» **Problem details**
The whole listing below should be output again, word for word.
- - -
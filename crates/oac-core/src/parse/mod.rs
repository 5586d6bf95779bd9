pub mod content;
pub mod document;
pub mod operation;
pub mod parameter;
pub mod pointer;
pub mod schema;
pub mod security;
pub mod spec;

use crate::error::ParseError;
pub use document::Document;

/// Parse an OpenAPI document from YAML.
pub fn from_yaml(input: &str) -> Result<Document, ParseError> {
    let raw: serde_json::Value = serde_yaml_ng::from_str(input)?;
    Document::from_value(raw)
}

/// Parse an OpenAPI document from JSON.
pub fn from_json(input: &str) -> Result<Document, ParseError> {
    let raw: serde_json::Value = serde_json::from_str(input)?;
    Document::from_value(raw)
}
- - -
» **Result for this exercise**
filename crates/oac-core/src/parse/mod.rs
repository 5586d6bf95779bd9
pub mod content;
pub mod document;
pub mod operation;
pub mod parameter;
pub mod pointer;
pub mod schema;
pub mod security;
pub mod spec;

use crate::error::ParseError;
pub use document::Document;

/// Parse an OpenAPI document from YAML.
pub fn from_yaml(input: &str) -> Result<Document, ParseError> {
    let raw: serde_json::Value = serde_yaml_ng::from_str(input)?;
    Document::from_value(raw)
}

/// Parse an OpenAPI document from JSON.
pub fn from_json(input: &str) -> Result<Document, ParseError> {
    let raw: serde_json::Value = serde_json::from_str(input)?;
    Document::from_value(raw)
}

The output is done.